The Small Cell Forum has carried out an in-depth survey into small cell deployment and the results paint a mixed picture across the world, with Europe (and presumably the UK) seemingly falling behind some other regions.
It found that thanks to lower regulatory barriers relating to cost, deployment processes and site approvals, deployment rates of small cells in North America are expected to increase by 92% per year between 2017 and 2019, while in South East Asia deployment rates are expected to rise by 74%.
The global average meanwhile is 68% and the report highlights Europe specifically as a region that’s lagging behind both North America and South East Asia. The report expects as things stand that Europe won’t start experiencing a higher rate of deployment until around 2022-2023, then continuing to accelerate through to 2025, but by that point 5G will have been available for years.

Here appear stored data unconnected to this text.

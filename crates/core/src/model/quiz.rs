use chrono::{DateTime, Utc};
use serde::{Deserialize, Serialize};
use thiserror::Error;

use crate::model::difficulty::Difficulty;
use crate::model::ids::QuizId;
use crate::model::question::Question;

//
// ─── ERRORS ────────────────────────────────────────────────────────────────────
//

#[derive(Debug, Error, Clone, PartialEq, Eq)]
#[non_exhaustive]
pub enum QuizError {
    #[error("quiz topic cannot be empty")]
    EmptyTopic,

    #[error("a quiz needs at least one question")]
    NoQuestions,

    #[error("score {score} exceeds question count {questions}")]
    ScoreOutOfRange { score: u32, questions: u32 },

    #[error("quiz has already been scored")]
    AlreadyScored,
}

//
// ─── QUIZ ──────────────────────────────────────────────────────────────────────
//

/// An ordered run of questions on one topic.
///
/// Questions are immutable after generation; the only mutation is stamping
/// the final score exactly once when the run completes.
#[derive(Debug, Clone, PartialEq, Eq, Serialize, Deserialize)]
#[serde(rename_all = "camelCase")]
pub struct Quiz {
    id: QuizId,
    topic: String,
    difficulty: Difficulty,
    questions: Vec<Question>,
    generated_at: DateTime<Utc>,
    score: Option<u32>,
}

impl Quiz {
    /// Creates a new, unscored quiz.
    ///
    /// # Errors
    ///
    /// Returns `QuizError::EmptyTopic` for a blank topic and
    /// `QuizError::NoQuestions` for an empty question list.
    pub fn new(
        id: QuizId,
        topic: impl Into<String>,
        difficulty: Difficulty,
        questions: Vec<Question>,
        generated_at: DateTime<Utc>,
    ) -> Result<Self, QuizError> {
        let topic = topic.into().trim().to_owned();
        if topic.is_empty() {
            return Err(QuizError::EmptyTopic);
        }
        if questions.is_empty() {
            return Err(QuizError::NoQuestions);
        }

        Ok(Self {
            id,
            topic,
            difficulty,
            questions,
            generated_at,
            score: None,
        })
    }

    #[must_use]
    pub fn id(&self) -> &QuizId {
        &self.id
    }

    #[must_use]
    pub fn topic(&self) -> &str {
        &self.topic
    }

    #[must_use]
    pub fn difficulty(&self) -> Difficulty {
        self.difficulty
    }

    #[must_use]
    pub fn questions(&self) -> &[Question] {
        &self.questions
    }

    #[must_use]
    pub fn question_count(&self) -> u32 {
        u32::try_from(self.questions.len()).unwrap_or(u32::MAX)
    }

    #[must_use]
    pub fn generated_at(&self) -> DateTime<Utc> {
        self.generated_at
    }

    /// The final score, present only after completion.
    #[must_use]
    pub fn score(&self) -> Option<u32> {
        self.score
    }

    /// Stamp the final score. Callable once, and only with a score that the
    /// question count can account for.
    ///
    /// # Errors
    ///
    /// Returns `QuizError::AlreadyScored` on a second call and
    /// `QuizError::ScoreOutOfRange` if `score` exceeds the question count.
    pub fn complete(&mut self, score: u32) -> Result<(), QuizError> {
        if self.score.is_some() {
            return Err(QuizError::AlreadyScored);
        }
        if score > self.question_count() {
            return Err(QuizError::ScoreOutOfRange {
                score,
                questions: self.question_count(),
            });
        }
        self.score = Some(score);
        Ok(())
    }
}

//
// ─── TESTS ─────────────────────────────────────────────────────────────────────
//
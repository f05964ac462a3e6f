use std::sync::Arc;
use std::sync::atomic::{AtomicU64, Ordering};

use burrow_core::Clock;
use burrow_core::model::{
    Course, CourseId, DEFAULT_PLAYER_NAME, Difficulty, Quiz, QuizId, UserProgress,
};
use storage::repository::ProgressRepository;

use crate::content::{ContentProvider, fallback_module, fallback_question};
use crate::error::{ActivityError, SessionError};
use super::course::CourseSession;
use super::quiz::QuizSession;

//
// ─── OUTCOME ───────────────────────────────────────────────────────────────────
//

/// What the Result view shows after a completed activity.
#[derive(Debug, Clone, Copy, PartialEq, Eq)]
pub enum ActivityOutcome {
    Quiz {
        score: u32,
        total: u32,
        xp_gained: u64,
    },
    Course {
        xp_gained: u64,
    },
}

impl ActivityOutcome {
    #[must_use]
    pub fn xp_gained(&self) -> u64 {
        match self {
            ActivityOutcome::Quiz { xp_gained, .. } | ActivityOutcome::Course { xp_gained } => {
                *xp_gained
            }
        }
    }
}

//
// ─── ACTIVITY SERVICE ──────────────────────────────────────────────────────────
//

/// Orchestrates activity launch and completion.
///
/// Launching asks the content provider for material and wraps it into a
/// ready session; completion merges the finished activity into the progress
/// record and persists it. Progress is always passed in and handed back
/// explicitly; this service owns no user state.
#[derive(Clone)]
pub struct ActivityService {
    clock: Clock,
    provider: Arc<dyn ContentProvider>,
    store: Arc<dyn ProgressRepository>,
    launch_epoch: Arc<AtomicU64>,
}

impl ActivityService {
    #[must_use]
    pub fn new(
        clock: Clock,
        provider: Arc<dyn ContentProvider>,
        store: Arc<dyn ProgressRepository>,
    ) -> Self {
        Self {
            clock,
            provider,
            store,
            launch_epoch: Arc::new(AtomicU64::new(0)),
        }
    }

    /// Load the persisted progress record, or start a fresh one.
    ///
    /// The last-login stamp is refreshed either way; it is written back with
    /// the next completion.
    ///
    /// # Errors
    ///
    /// Returns `ActivityError::Storage` if an existing record cannot be read.
    pub async fn load_progress(&self) -> Result<UserProgress, ActivityError> {
        let now = self.clock.now();
        match self.store.load().await? {
            Some(mut progress) => {
                progress.touch_login(now);
                Ok(progress)
            }
            None => Ok(UserProgress::new(DEFAULT_PLAYER_NAME, now)),
        }
    }

    /// Request a quiz and wrap it into a ready session.
    ///
    /// Generation failure is absorbed here: the session then runs on the
    /// single built-in fallback question instead of surfacing an error.
    ///
    /// # Errors
    ///
    /// Returns `ActivityError::EmptyTopic` for a blank topic, or
    /// `ActivityError::Superseded` when the launch was abandoned while the
    /// provider was still working.
    pub async fn start_quiz(
        &self,
        topic: &str,
        difficulty: Difficulty,
    ) -> Result<QuizSession, ActivityError> {
        let topic = topic.trim();
        if topic.is_empty() {
            return Err(ActivityError::EmptyTopic);
        }

        let ticket = self.launch_epoch.load(Ordering::SeqCst);
        let questions = match self.provider.generate_quiz(topic, difficulty).await {
            Ok(questions) => questions,
            Err(err) => {
                tracing::warn!(error = %err, topic, "quiz generation failed, serving fallback question");
                vec![fallback_question()]
            }
        };
        self.ensure_current(ticket)?;

        let quiz = Quiz::new(
            QuizId::new(),
            topic,
            difficulty,
            questions,
            self.clock.now(),
        )?;
        Ok(QuizSession::new(quiz))
    }

    /// Request a course and wrap it into a ready session.
    ///
    /// Same recovery policy as the quiz path: on generation failure the
    /// course runs on the single built-in fallback module.
    ///
    /// # Errors
    ///
    /// Returns `ActivityError::EmptyTopic` for a blank topic, or
    /// `ActivityError::Superseded` when the launch was abandoned while the
    /// provider was still working.
    pub async fn start_course(
        &self,
        topic: &str,
        difficulty: Difficulty,
    ) -> Result<CourseSession, ActivityError> {
        let topic = topic.trim();
        if topic.is_empty() {
            return Err(ActivityError::EmptyTopic);
        }

        let ticket = self.launch_epoch.load(Ordering::SeqCst);
        let modules = match self.provider.generate_course(topic, difficulty).await {
            Ok(modules) => modules,
            Err(err) => {
                tracing::warn!(error = %err, topic, "course generation failed, serving fallback module");
                vec![fallback_module()]
            }
        };
        self.ensure_current(ticket)?;

        let course = Course::new(
            CourseId::new(),
            topic,
            difficulty,
            modules,
            self.clock.now(),
        )?;
        Ok(CourseSession::new(course))
    }

    /// Discard any launch still waiting on the provider. A response arriving
    /// after this call produces `ActivityError::Superseded` instead of a
    /// session for a screen the user already left.
    pub fn abandon_pending(&self) {
        self.launch_epoch.fetch_add(1, Ordering::SeqCst);
    }

    /// Merge a finished quiz run into the progress record and persist it.
    ///
    /// # Errors
    ///
    /// Returns `ActivityError::Session` if the run is not finished. A failed
    /// persistence write is logged, not returned; the in-memory record stays
    /// authoritative for the rest of the session.
    pub async fn complete_quiz(
        &self,
        session: QuizSession,
        progress: &mut UserProgress,
    ) -> Result<ActivityOutcome, ActivityError> {
        let quiz = session.into_completed()?;
        let score = quiz.score().ok_or(SessionError::NotFinished)?;
        let total = quiz.question_count();
        let xp_gained = progress.record_quiz(quiz)?;

        self.persist(progress).await;
        Ok(ActivityOutcome::Quiz {
            score,
            total,
            xp_gained,
        })
    }

    /// Merge a finished course run into the progress record and persist it.
    ///
    /// # Errors
    ///
    /// Returns `ActivityError::Session` if the run is not finished. A failed
    /// persistence write is logged, not returned.
    pub async fn complete_course(
        &self,
        session: CourseSession,
        progress: &mut UserProgress,
    ) -> Result<ActivityOutcome, ActivityError> {
        let course = session.into_completed()?;
        let xp_gained = progress.record_course(course)?;

        self.persist(progress).await;
        Ok(ActivityOutcome::Course { xp_gained })
    }

    fn ensure_current(&self, ticket: u64) -> Result<(), ActivityError> {
        if self.launch_epoch.load(Ordering::SeqCst) == ticket {
            Ok(())
        } else {
            Err(ActivityError::Superseded)
        }
    }

    async fn persist(&self, progress: &UserProgress) {
        if let Err(err) = self.store.save(progress).await {
            tracing::warn!(error = %err, "failed to persist progress, keeping in-memory record");
        }
    }
}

The upshot being seemingly that work needs to be done here to improve ease of deployment, particularly when it comes to costs.
Indeed, the changes didn’t happen on their own in North America and Asia – the Small Cell Forum claims to have made “considerable efforts” in those regions to improve regulatory processes.

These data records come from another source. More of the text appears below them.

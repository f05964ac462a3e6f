use async_trait::async_trait;
use chrono::Utc;
use sqlx::Row;

use crate::repository::{ProgressRepository, StorageError};
use burrow_core::model::UserProgress;

use super::SqliteRepository;

#[async_trait]
impl ProgressRepository for SqliteRepository {
    async fn load(&self) -> Result<Option<UserProgress>, StorageError> {
        let row = sqlx::query("SELECT payload FROM user_progress WHERE id = 1")
            .fetch_optional(&self.pool)
            .await
            .map_err(|err| StorageError::Connection(err.to_string()))?;

        let Some(row) = row else {
            return Ok(None);
        };

        let payload: String = row
            .try_get("payload")
            .map_err(|err| StorageError::Serialization(err.to_string()))?;

        serde_json::from_str(&payload)
            .map(Some)
            .map_err(|err| StorageError::Serialization(err.to_string()))
    }

    async fn save(&self, progress: &UserProgress) -> Result<(), StorageError> {
        let payload = serde_json::to_string(progress)
            .map_err(|err| StorageError::Serialization(err.to_string()))?;

        sqlx::query(
            r"
            INSERT INTO user_progress (id, payload, updated_at)
            VALUES (1, ?1, ?2)
            ON CONFLICT(id) DO UPDATE SET
                payload = excluded.payload,
                updated_at = excluded.updated_at
            ",
        )
        .bind(payload)
        .bind(Utc::now())
        .execute(&self.pool)
        .await
        .map_err(|err| StorageError::Connection(err.to_string()))?;

        Ok(())
    }
}
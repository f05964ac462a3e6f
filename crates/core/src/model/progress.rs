use chrono::{DateTime, Utc};
use serde::{Deserialize, Serialize};
use thiserror::Error;

use crate::model::course::Course;
use crate::model::quiz::Quiz;
use crate::model::reward::{COURSE_COMPLETION_XP, quiz_xp};

/// Display name used when no persisted record exists yet.
pub const DEFAULT_PLAYER_NAME: &str = "Marmot";

//
// ─── ERRORS ────────────────────────────────────────────────────────────────────
//

#[derive(Debug, Error, Clone, PartialEq, Eq)]
#[non_exhaustive]
pub enum ProgressError {
    #[error("quiz has no final score")]
    UnscoredQuiz,

    #[error("course is not completed")]
    CourseNotCompleted,
}

//
// ─── USER PROGRESS ─────────────────────────────────────────────────────────────
//

/// The single persisted record of a player's history and rewards.
///
/// XP never decreases and the streak counts completed activities, so both
/// only move through [`record_quiz`](Self::record_quiz) and
/// [`record_course`](Self::record_course). Records written before courses
/// existed have no course history; the serde default keeps them loadable.
#[derive(Debug, Clone, PartialEq, Eq, Serialize, Deserialize)]
#[serde(rename_all = "camelCase")]
pub struct UserProgress {
    name: String,
    xp: u64,
    streak: u32,
    completed_quizzes: Vec<Quiz>,
    #[serde(default)]
    completed_courses: Vec<Course>,
    last_login: DateTime<Utc>,
}

impl UserProgress {
    /// Fresh record with zero XP and empty histories.
    #[must_use]
    pub fn new(name: impl Into<String>, now: DateTime<Utc>) -> Self {
        Self {
            name: name.into(),
            xp: 0,
            streak: 0,
            completed_quizzes: Vec::new(),
            completed_courses: Vec::new(),
            last_login: now,
        }
    }

    #[must_use]
    pub fn name(&self) -> &str {
        &self.name
    }

    #[must_use]
    pub fn xp(&self) -> u64 {
        self.xp
    }

    #[must_use]
    pub fn streak(&self) -> u32 {
        self.streak
    }

    #[must_use]
    pub fn completed_quizzes(&self) -> &[Quiz] {
        &self.completed_quizzes
    }

    #[must_use]
    pub fn completed_courses(&self) -> &[Course] {
        &self.completed_courses
    }

    #[must_use]
    pub fn last_login(&self) -> DateTime<Utc> {
        self.last_login
    }

    /// Refresh the last-login stamp, typically right after loading.
    pub fn touch_login(&mut self, now: DateTime<Utc>) {
        self.last_login = now;
    }

    /// Merge a finished quiz into the record: XP per the reward policy,
    /// streak +1, history append. Returns the XP gained.
    ///
    /// # Errors
    ///
    /// Returns `ProgressError::UnscoredQuiz` if the quiz was never scored.
    pub fn record_quiz(&mut self, quiz: Quiz) -> Result<u64, ProgressError> {
        let score = quiz.score().ok_or(ProgressError::UnscoredQuiz)?;
        let gained = quiz_xp(score);
        self.xp += gained;
        self.streak += 1;
        self.completed_quizzes.push(quiz);
        Ok(gained)
    }

    /// Merge a finished course into the record: flat XP, streak +1, history
    /// append. Returns the XP gained.
    ///
    /// # Errors
    ///
    /// Returns `ProgressError::CourseNotCompleted` if the completion flag was
    /// never set.
    pub fn record_course(&mut self, course: Course) -> Result<u64, ProgressError> {
        if !course.is_completed() {
            return Err(ProgressError::CourseNotCompleted);
        }
        self.xp += COURSE_COMPLETION_XP;
        self.streak += 1;
        self.completed_courses.push(course);
        Ok(COURSE_COMPLETION_XP)
    }
}

//
// ─── TESTS ─────────────────────────────────────────────────────────────────────
//

#[cfg(test)]
mod tests {
    use super::*;
    use crate::model::{
        CourseId, Difficulty, ModuleDraft, ModuleId, LessonDraft, QuestionDraft, QuestionId,
        QuizId,
    };
    use crate::time::fixed_now;

    fn scored_quiz(score: u32) -> Quiz {
        let questions = (0..5)
            .map(|n| {
                QuestionDraft {
                    text: format!("Q{n}?"),
                    options: vec!["a".into(), "b".into(), "c".into(), "d".into()],
                    correct_answer_index: 0,
                    explanation: "a.".into(),
                    topic: "Rust".into(),
                    ..QuestionDraft::default()
                }
                .validate(QuestionId::new())
                .unwrap()
            })
            .collect();
        let mut quiz = Quiz::new(
            QuizId::new(),
            "Rust",
            Difficulty::Beginner,
            questions,
            fixed_now(),
        )
        .unwrap();
        quiz.complete(score).unwrap();
        quiz
    }

    fn completed_course() -> Course {
        let module = ModuleDraft {
            title: "Intro".into(),
            content: LessonDraft {
                text: "# Hello".into(),
                code_snippet: None,
            },
            quiz: None,
        }
        .validate(ModuleId::new())
        .unwrap();
        let mut course = Course::new(
            CourseId::new(),
            "Rust",
            Difficulty::Beginner,
            vec![module],
            fixed_now(),
        )
        .unwrap();
        course.complete();
        course
    }

    #[test]
    fn record_quiz_applies_reward_policy() {
        let mut progress = UserProgress::new("Tester", fixed_now());
        let gained = progress.record_quiz(scored_quiz(3)).unwrap();
        assert_eq!(gained, 50);
        assert_eq!(progress.xp(), 50);
        assert_eq!(progress.streak(), 1);
        assert_eq!(progress.completed_quizzes().len(), 1);
    }

    #[test]
    fn record_quiz_rejects_unscored_quiz() {
        let mut progress = UserProgress::new("Tester", fixed_now());
        let questions = scored_quiz(0).questions().to_vec();
        let unscored = Quiz::new(
            QuizId::new(),
            "Rust",
            Difficulty::Beginner,
            questions,
            fixed_now(),
        )
        .unwrap();
        let err = progress.record_quiz(unscored).unwrap_err();
        assert_eq!(err, ProgressError::UnscoredQuiz);
        assert_eq!(progress.xp(), 0);
        assert_eq!(progress.streak(), 0);
    }

    #[test]
    fn record_course_pays_flat_reward() {
        let mut progress = UserProgress::new("Tester", fixed_now());
        let gained = progress.record_course(completed_course()).unwrap();
        assert_eq!(gained, 150);
        assert_eq!(progress.xp(), 150);
        assert_eq!(progress.streak(), 1);
        assert_eq!(progress.completed_courses().len(), 1);
    }

    #[test]
    fn record_course_rejects_incomplete_course() {
        let mut progress = UserProgress::new("Tester", fixed_now());
        let mut course = completed_course();
        course = {
            // rebuild without the completion flag
            let modules = course.modules().to_vec();
            Course::new(
                CourseId::new(),
                course.topic(),
                course.difficulty(),
                modules,
                course.generated_at(),
            )
            .unwrap()
        };
        let err = progress.record_course(course).unwrap_err();
        assert_eq!(err, ProgressError::CourseNotCompleted);
    }

    #[test]
    fn interleaved_completions_accumulate() {
        let mut progress = UserProgress::new("Tester", fixed_now());
        let before_streak = progress.streak();
        let mut total = 0;
        total += progress.record_quiz(scored_quiz(5)).unwrap();
        total += progress.record_course(completed_course()).unwrap();
        total += progress.record_quiz(scored_quiz(0)).unwrap();
        assert_eq!(progress.xp(), total);
        assert_eq!(progress.streak(), before_streak + 3);
    }

    #[test]
    fn legacy_record_without_course_history_loads_empty() {
        let json = r#"{
            "name": "Marmot",
            "xp": 120,
            "streak": 4,
            "completedQuizzes": [],
            "lastLogin": "2024-03-01T00:00:00Z"
        }"#;
        let progress: UserProgress = serde_json::from_str(json).unwrap();
        assert_eq!(progress.xp(), 120);
        assert!(progress.completed_courses().is_empty());
    }

    #[test]
    fn serde_round_trip_is_stable() {
        let mut progress = UserProgress::new("Tester", fixed_now());
        progress.record_quiz(scored_quiz(2)).unwrap();
        progress.record_course(completed_course()).unwrap();

        let first = serde_json::to_string(&progress).unwrap();
        let reloaded: UserProgress = serde_json::from_str(&first).unwrap();
        let second = serde_json::to_string(&reloaded).unwrap();
        assert_eq!(first, second);
    }
}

In the enterprise market, the report specifically highlights lower operating costs, a clear framework for how cost and risk are shared between operator and enterprise, and a clearer ROI (return on investment) case as being key to a faster deployment.
For non-residential small cell deployment, we could be looking at anywhere from 7.1 million small cell units to 11.4 million having been deployed globally by 2025, depending on how well all these factors are addressed.
That’s a big difference and could have a major impact on the early days of 5G, as 5G networks will depend on a large number of small cells. We are already seeing small cells being installed in the UK, but seemingly not nearly as many as there could or should be.
So it sounds like the Small Cell Forum and other industry bodies have a lot more work to do – hopefully some of which will lead to a change in regulations in the UK and the rest of Europe.